- [Given entries]
=-=-=-=-=

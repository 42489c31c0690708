//! Command-line interface for snapgrid.

use clap::{Parser, Subcommand};

/// SnapGrid - photo puzzle with a shared leaderboard
#[derive(Parser, Debug)]
#[command(name = "snapgrid")]
#[command(about = "Photo puzzle game with a shared leaderboard", long_about = None)]
#[command(version)]
pub struct Cli {
    /// Subcommand to run
    #[command(subcommand)]
    pub command: Command,
}

/// Available commands
#[derive(Subcommand, Debug)]
pub enum Command {
    /// Run the leaderboard HTTP service
    Serve {
        /// Host to bind to
        #[arg(long, default_value = "127.0.0.1")]
        host: String,

        /// Port to bind to
        #[arg(short, long, default_value = "3000")]
        port: u16,

        /// Path to the database file (created if it doesn't exist)
        #[arg(long, default_value = "snapgrid.db")]
        db_path: String,
    },

    /// Play a photo as a puzzle in the terminal
    Play {
        /// Path to the photo to scramble
        #[arg(short, long)]
        image: std::path::PathBuf,

        /// Starting grid size (2-5)
        #[arg(long, default_value = "4")]
        grid_size: usize,

        /// Player name prefilled on the win screen
        #[arg(long)]
        name: Option<String>,

        /// Leaderboard service URL
        #[arg(long, default_value = "http://127.0.0.1:3000")]
        server_url: String,
    },

    /// Print the leaderboard to stdout
    Leaderboard {
        /// Leaderboard service URL
        #[arg(long, default_value = "http://127.0.0.1:3000")]
        server_url: String,

        /// Number of entries to fetch
        #[arg(short, long, default_value = "15")]
        limit: i64,
    },
}
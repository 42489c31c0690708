//! Database error types.

use derive_more::{Display, Error};
use tracing::instrument;

/// Database error with location tracking.
#[derive(Debug, Clone, Display, Error)]
#[display("Database error: {} at {}:{}", message, file, line)]
pub struct DbError {
    /// Error message.
    pub message: String,
    /// Line number where error occurred.
    pub line: u32,
    /// Source file where error occurred.
    pub file: &'static str,
}

impl DbError {
    /// Creates a new database error with caller location tracking.
    #[track_caller]
    #[instrument(skip(message))]
    pub fn new(message: impl Into<String>) -> Self {
        let loc = std::panic::Location::caller();
        Self {
            message: message.into(),
            line: loc.line(),
            file: loc.file(),
        }
    }
}

impl From<diesel::result::Error> for DbError {
    #[track_caller]
    fn from(err: diesel::result::Error) -> Self {
        Self::new(format!("Diesel error: {}", err))
    }
}

impl From<diesel::ConnectionError> for DbError {
    #[track_caller]
    fn from(err: diesel::ConnectionError) -> Self {
        Self::new(format!("Connection error: {}", err))
    }
}
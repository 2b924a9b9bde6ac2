//! Build-time Configuration
//!
//! The API base URL is fixed when the bundle is built:
//! `QUERYDESK_ENV` selects the mode, `QUERYDESK_API_URL` overrides the URL.

const DEV_API_URL: &str = "http://localhost:3000/api/v1";
const PROD_API_URL: &str = "/api/v1";

/// Default page size for `GET /public_groups`
pub const PUBLIC_GROUPS_PAGE: u32 = 20;

/// How long a finished save stays visible before the indicator resets (ms)
pub const REQUEST_STATE_RESET_MS: u32 = 1_500;

#[derive(Debug, Clone, Copy, PartialEq, Eq)]
pub enum Mode {
    Development,
    Production,
}

impl Mode {
    fn parse(env: Option<&str>) -> Self {
        match env {
            Some("development") => Mode::Development,
            Some(_) => Mode::Production,
            None if cfg!(debug_assertions) => Mode::Development,
            None => Mode::Production,
        }
    }

    pub fn current() -> Self {
        Self::parse(option_env!("QUERYDESK_ENV"))
    }

    pub fn log_level(&self) -> log::LevelFilter {
        match self {
            Mode::Development => log::LevelFilter::Debug,
            Mode::Production => log::LevelFilter::Info,
        }
    }
}

#[derive(Debug, Clone, PartialEq, Eq)]
pub struct ApiConfig {
    pub mode: Mode,
    pub base_url: String,
}

impl ApiConfig {
    fn resolve(mode: Mode, url_override: Option<&str>) -> Self {
        let base_url = match url_override {
            Some(url) if !url.trim().is_empty() => url.trim().trim_end_matches('/').to_string(),
            _ => match mode {
                Mode::Development => DEV_API_URL.to_string(),
                Mode::Production => PROD_API_URL.to_string(),
            },
        };
        Self { mode, base_url }
    }

    pub fn from_env() -> Self {
        Self::resolve(Mode::current(), option_env!("QUERYDESK_API_URL"))
    }
}

#[cfg(test)]
mod tests {
    use super::*;

    #[test]
    fn test_mode_parse() {
        assert_eq!(Mode::parse(Some("development")), Mode::Development);
        assert_eq!(Mode::parse(Some("production")), Mode::Production);
        assert_eq!(Mode::parse(Some("staging")), Mode::Production);
    }

    #[test]
    fn test_base_url_by_mode() {
        assert_eq!(ApiConfig::resolve(Mode::Development, None).base_url, DEV_API_URL);
        assert_eq!(ApiConfig::resolve(Mode::Production, None).base_url, PROD_API_URL);
    }

    #[test]
    fn test_override_wins_and_is_trimmed() {
        let cfg = ApiConfig::resolve(Mode::Production, Some("https://db.example.org/api/"));
        assert_eq!(cfg.base_url, "https://db.example.org/api");
        assert_eq!(cfg.mode, Mode::Production);

        let blank = ApiConfig::resolve(Mode::Development, Some("  "));
        assert_eq!(blank.base_url, DEV_API_URL);
    }
}
//! In-memory gateway for store tests

use std::cell::{Cell, RefCell};
use std::collections::VecDeque;

use async_trait::async_trait;
use chrono::{TimeZone, Utc};
use leptos::prelude::*;
use tokio::sync::oneshot;

use super::{new_app_store, AppStateStoreFields, AppStore};
use crate::api::{
    AdminApi, ApiError, ApiResult, CancelToken, Credentials, GroupListing, GroupsApi, MetaApi, SavedGroup, SessionApi,
    SignupArgs,
};
use crate::models::{
    AdminUser, DbServer, DbType, Group, GroupFields, Membership, OgMeta, PublicGroup, Role, Tracked, User,
};

thread_local! {
    // Dropping the owner disposes the store; each test thread keeps its own.
    static OWNER: RefCell<Option<Owner>> = const { RefCell::new(None) };
}

pub fn setup_store() -> AppStore {
    let owner = Owner::new();
    owner.set();
    OWNER.with(|slot| *slot.borrow_mut() = Some(owner));
    new_app_store()
}

pub fn user(id: &str, role: Role) -> User {
    User {
        id: id.to_string(),
        email: format!("{}@example.com", id),
        role,
        login_count: 1,
        created_at: Utc.with_ymd_and_hms(2024, 1, 1, 0, 0, 0).unwrap(),
    }
}

pub fn signed_in(store: AppStore, id: &str) {
    store.session().update(|s| s.user = Some(user(id, Role::User)));
}

pub fn fake_group(id: &str, name: &str) -> Group {
    Group {
        tracked: Tracked::persisted(id, GroupFields { name: name.to_string(), ..Default::default() }),
        memberships: vec![],
        server_ids: vec![],
        created_at: None,
        updated_at: None,
    }
}

pub fn fake_server(id: &str, name: &str) -> DbServer {
    DbServer {
        id: id.to_string(),
        name: name.to_string(),
        db_type: DbType::Psql,
        host: "localhost".to_string(),
        port: 5432,
        username: "postgres".to_string(),
        database_name: None,
        group_id: None,
    }
}

pub fn public_group(id: &str, name: &str) -> PublicGroup {
    PublicGroup {
        id: id.to_string(),
        name: name.to_string(),
        description: String::new(),
        member_count: 3,
        created_at: None,
    }
}

pub fn admin_user(id: &str, email: &str, logins: u32, day: u32) -> AdminUser {
    AdminUser {
        user: User {
            id: id.to_string(),
            email: email.to_string(),
            role: Role::User,
            login_count: logins,
            created_at: Utc.with_ymd_and_hms(2024, 1, day, 0, 0, 0).unwrap(),
        },
        last_login_at: None,
    }
}

/// Records every call and answers from queued responses
#[derive(Default)]
pub struct FakeApi {
    calls: RefCell<Vec<String>>,
    listings: RefCell<VecDeque<GroupListing>>,
    pending_listings: RefCell<VecDeque<oneshot::Receiver<GroupListing>>>,
    pending_updates: RefCell<VecDeque<oneshot::Receiver<()>>>,
    saved_servers: RefCell<Vec<DbServer>>,
    session: RefCell<CancelToken>,
    public_pages: RefCell<VecDeque<Vec<PublicGroup>>>,
    users: RefCell<Vec<AdminUser>>,
    fail: Cell<bool>,
    created: Cell<u32>,
}

impl FakeApi {
    pub fn membership(group_id: &str, user_id: &str, is_admin: bool) -> Membership {
        Membership {
            group_id: group_id.to_string(),
            user_id: user_id.to_string(),
            user_email: format!("{}@example.com", user_id),
            is_admin,
            is_outdated: false,
        }
    }

    pub fn push_listing(&self, listing: GroupListing) {
        self.listings.borrow_mut().push_back(listing);
    }

    pub fn push_pending_listing(&self, rx: oneshot::Receiver<GroupListing>) {
        self.pending_listings.borrow_mut().push_back(rx);
    }

    /// Hold the next `update_group` until `rx` fires
    pub fn push_pending_update(&self, rx: oneshot::Receiver<()>) {
        self.pending_updates.borrow_mut().push_back(rx);
    }

    /// Servers embedded in the next create/update response
    pub fn embed_servers(&self, servers: Vec<DbServer>) {
        *self.saved_servers.borrow_mut() = servers;
    }

    fn saved(&self, group: Group) -> SavedGroup {
        SavedGroup { group, servers: self.saved_servers.borrow_mut().drain(..).collect() }
    }

    pub fn push_public_page(&self, page: Vec<PublicGroup>) {
        self.public_pages.borrow_mut().push_back(page);
    }

    pub fn set_users(&self, users: Vec<AdminUser>) {
        *self.users.borrow_mut() = users;
    }

    /// Make the next call fail with a server error
    pub fn fail_next(&self) {
        self.fail.set(true);
    }

    pub fn calls(&self) -> Vec<String> {
        self.calls.borrow().clone()
    }

    pub fn clear_calls(&self) {
        self.calls.borrow_mut().clear();
    }

    fn record(&self, call: String) -> ApiResult<()> {
        self.calls.borrow_mut().push(call);
        if self.fail.replace(false) {
            Err(ApiError::Rejected { status: 500, message: "boom".to_string() })
        } else {
            Ok(())
        }
    }
}

#[async_trait(?Send)]
impl GroupsApi for FakeApi {
    async fn list_groups(&self) -> ApiResult<GroupListing> {
        self.record("list_groups".to_string())?;
        let session = self.session.borrow().clone();
        let pending = self.pending_listings.borrow_mut().pop_front();
        if let Some(rx) = pending {
            let listing = rx.await.map_err(|_| ApiError::Cancelled)?;
            if session.is_cancelled() {
                return Err(ApiError::Cancelled);
            }
            return Ok(listing);
        }
        Ok(self.listings.borrow_mut().pop_front().unwrap_or_default())
    }

    async fn list_public_groups(&self, offset: u32, limit: u32) -> ApiResult<Vec<PublicGroup>> {
        self.record(format!("list_public_groups {} {}", offset, limit))?;
        Ok(self.public_pages.borrow_mut().pop_front().unwrap_or_default())
    }

    async fn create_group(&self, fields: &GroupFields) -> ApiResult<SavedGroup> {
        self.record(format!("create_group {}", fields.name))?;
        let n = self.created.get() + 1;
        self.created.set(n);
        let server_ids = self.saved_servers.borrow().iter().map(|s| s.id.clone()).collect();
        Ok(self.saved(Group {
            tracked: Tracked::persisted(format!("new-{}", n), fields.clone()),
            memberships: vec![],
            server_ids,
            created_at: None,
            updated_at: None,
        }))
    }

    async fn update_group(&self, id: &str, fields: &GroupFields) -> ApiResult<SavedGroup> {
        self.record(format!("update_group {}", id))?;
        let pending = self.pending_updates.borrow_mut().pop_front();
        if let Some(rx) = pending {
            rx.await.map_err(|_| ApiError::Cancelled)?;
        }
        let server_ids = self.saved_servers.borrow().iter().map(|s| s.id.clone()).collect();
        Ok(self.saved(Group {
            tracked: Tracked::persisted(id, fields.clone()),
            memberships: vec![],
            server_ids,
            created_at: None,
            updated_at: None,
        }))
    }

    async fn delete_group(&self, id: &str) -> ApiResult<()> {
        self.record(format!("delete_group {}", id))
    }

    async fn add_member(&self, group_id: &str, user_id: &str) -> ApiResult<Membership> {
        self.record(format!("add_member {} {}", group_id, user_id))?;
        Ok(Self::membership(group_id, user_id, false))
    }

    async fn set_member_admin(&self, group_id: &str, user_id: &str, is_admin: bool) -> ApiResult<Membership> {
        self.record(format!("set_member_admin {} {} {}", group_id, user_id, is_admin))?;
        Ok(Self::membership(group_id, user_id, is_admin))
    }

    async fn remove_member(&self, group_id: &str, user_id: &str) -> ApiResult<()> {
        self.record(format!("remove_member {} {}", group_id, user_id))
    }
}

#[async_trait(?Send)]
impl AdminApi for FakeApi {
    async fn list_users(&self) -> ApiResult<Vec<AdminUser>> {
        self.record("list_users".to_string())?;
        Ok(self.users.borrow().clone())
    }

    async fn delete_user(&self, id: &str) -> ApiResult<()> {
        self.record(format!("delete_user {}", id))
    }
}

#[async_trait(?Send)]
impl SessionApi for FakeApi {
    async fn login(&self, credentials: &Credentials) -> ApiResult<User> {
        self.record(format!("login {}", credentials.email))?;
        if credentials.password == "secret" {
            Ok(user("me", Role::Admin))
        } else {
            Err(ApiError::Unauthorized(401))
        }
    }

    async fn logout(&self) -> ApiResult<()> {
        self.record("logout".to_string())
    }

    async fn signup(&self, args: &SignupArgs) -> ApiResult<()> {
        self.record(format!("signup {}", args.email))
    }

    async fn request_new_password(&self, email: &str) -> ApiResult<()> {
        self.record(format!("new_password {}", email))
    }

    fn end_session(&self) {
        self.calls.borrow_mut().push("end_session".to_string());
        let old = self.session.replace(CancelToken::new());
        old.cancel();
    }
}

#[async_trait(?Send)]
impl MetaApi for FakeApi {
    async fn og_meta(&self, url: &str) -> ApiResult<OgMeta> {
        self.record(format!("og_meta {}", url))?;
        Ok(OgMeta::default())
    }
}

=-=-=-=-=

- [What you have to do] Filter the data down to the lines that contain the string "persisted", and copy them.

- [Task output]
        tracked: Tracked::persisted(id, GroupFields { name: name.to_string(), ..Default::default() }),
            tracked: Tracked::persisted(format!("new-{}", n), fields.clone()),
            tracked: Tracked::persisted(id, fields.clone()),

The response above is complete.